YOUR OBJECTIVE => All of the data below should be output exactly as given.

(Excerpts from a dataset)
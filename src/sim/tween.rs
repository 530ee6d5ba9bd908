//! Bounded-duration eased tweens

use crate::lerp;

/// Easing curve
#[derive(Debug, Clone, Copy, PartialEq, Eq, Default)]
pub enum Ease {
    #[default]
    Linear,
    /// Quadratic ease-out (fast start, gentle landing)
    QuadOut,
    /// Sine ease-in-out
    SineInOut,
}

impl Ease {
    /// Map linear progress `t` in [0, 1] onto the curve
    pub fn apply(self, t: f32) -> f32 {
        let t = t.clamp(0.0, 1.0);
        match self {
            Ease::Linear => t,
            Ease::QuadOut => 1.0 - (1.0 - t) * (1.0 - t),
            Ease::SineInOut => 0.5 - 0.5 * (std::f32::consts::PI * t).cos(),
        }
    }
}

/// A value moving from `from` to `to` over a fixed duration
#[derive(Debug, Clone, PartialEq)]
pub struct Tween {
    pub from: f32,
    pub to: f32,
    duration_ms: f64,
    elapsed_ms: f64,
    ease: Ease,
}

impl Tween {
    pub fn new(from: f32, to: f32, duration_ms: f64, ease: Ease) -> Self {
        Self {
            from,
            to,
            duration_ms: duration_ms.max(0.0),
            elapsed_ms: 0.0,
            ease,
        }
    }

    /// Advance the tween; returns true once it has reached its end
    pub fn advance(&mut self, dt_ms: f64) -> bool {
        self.elapsed_ms = (self.elapsed_ms + dt_ms.max(0.0)).min(self.duration_ms);
        self.is_finished()
    }

    pub fn is_finished(&self) -> bool {
        self.elapsed_ms >= self.duration_ms
    }

    /// Linear progress in [0, 1]
    pub fn progress(&self) -> f32 {
        if self.duration_ms <= 0.0 {
            1.0
        } else {
            (self.elapsed_ms / self.duration_ms) as f32
        }
    }

    /// Current eased value
    pub fn value(&self) -> f32 {
        lerp(self.from, self.to, self.ease.apply(self.progress()))
    }
}

#[cfg(test)]
mod tests {
    use super::*;

    #[test]
    fn test_linear_tween() {
        let mut tween = Tween::new(0.0, 100.0, 200.0, Ease::Linear);
        assert_eq!(tween.value(), 0.0);
        assert!(!tween.advance(100.0));
        assert!((tween.value() - 50.0).abs() < 1e-4);
        assert!(tween.advance(500.0));
        assert_eq!(tween.value(), 100.0);
    }

    #[test]
    fn test_zero_duration_is_instant() {
        let tween = Tween::new(1.0, 0.0, 0.0, Ease::SineInOut);
        assert!(tween.is_finished());
        assert_eq!(tween.value(), 0.0);
    }

    #[test]
    fn test_ease_endpoints() {
        for ease in [Ease::Linear, Ease::QuadOut, Ease::SineInOut] {
            assert!(ease.apply(0.0).abs() < 1e-6);
            assert!((ease.apply(1.0) - 1.0).abs() < 1e-6);
        }
        assert!(Ease::QuadOut.apply(0.5) > 0.5);
    }
}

ANSWER SECTION =>
filename src/sim/tween.rs
repository 530ee6d5ba9bd908
//! Bounded-duration eased tweens

use crate::lerp;

/// Easing curve
#[derive(Debug, Clone, Copy, PartialEq, Eq, Default)]
pub enum Ease {
    #[default]
    Linear,
    /// Quadratic ease-out (fast start, gentle landing)
    QuadOut,
    /// Sine ease-in-out
    SineInOut,
}

impl Ease {
    /// Map linear progress `t` in [0, 1] onto the curve
    pub fn apply(self, t: f32) -> f32 {
        let t = t.clamp(0.0, 1.0);
        match self {
            Ease::Linear => t,
            Ease::QuadOut => 1.0 - (1.0 - t) * (1.0 - t),
            Ease::SineInOut => 0.5 - 0.5 * (std::f32::consts::PI * t).cos(),
        }
    }
}

/// A value moving from `from` to `to` over a fixed duration
#[derive(Debug, Clone, PartialEq)]
pub struct Tween {
    pub from: f32,
    pub to: f32,
    duration_ms: f64,
    elapsed_ms: f64,
    ease: Ease,
}

impl Tween {
    pub fn new(from: f32, to: f32, duration_ms: f64, ease: Ease) -> Self {
        Self {
            from,
            to,
            duration_ms: duration_ms.max(0.0),
            elapsed_ms: 0.0,
            ease,
        }
    }

    /// Advance the tween; returns true once it has reached its end
    pub fn advance(&mut self, dt_ms: f64) -> bool {
        self.elapsed_ms = (self.elapsed_ms + dt_ms.max(0.0)).min(self.duration_ms);
        self.is_finished()
    }

    pub fn is_finished(&self) -> bool {
        self.elapsed_ms >= self.duration_ms
    }

    /// Linear progress in [0, 1]
    pub fn progress(&self) -> f32 {
        if self.duration_ms <= 0.0 {
            1.0
        } else {
            (self.elapsed_ms / self.duration_ms) as f32
        }
    }

    /// Current eased value
    pub fn value(&self) -> f32 {
        lerp(self.from, self.to, self.ease.apply(self.progress()))
    }
}

#[cfg(test)]
mod tests {
    use super::*;

    #[test]
    fn test_linear_tween() {
        let mut tween = Tween::new(0.0, 100.0, 200.0, Ease::Linear);
        assert_eq!(tween.value(), 0.0);
        assert!(!tween.advance(100.0));
        assert!((tween.value() - 50.0).abs() < 1e-4);
        assert!(tween.advance(500.0));
        assert_eq!(tween.value(), 100.0);
    }

    #[test]
    fn test_zero_duration_is_instant() {
        let tween = Tween::new(1.0, 0.0, 0.0, Ease::SineInOut);
        assert!(tween.is_finished());
        assert_eq!(tween.value(), 0.0);
    }

    #[test]
    fn test_ease_endpoints() {
        for ease in [Ease::Linear, Ease::QuadOut, Ease::SineInOut] {
            assert!(ease.apply(0.0).abs() < 1e-6);
            assert!((ease.apply(1.0) - 1.0).abs() < 1e-6);
        }
        assert!(Ease::QuadOut.apply(0.5) > 0.5);
    }
}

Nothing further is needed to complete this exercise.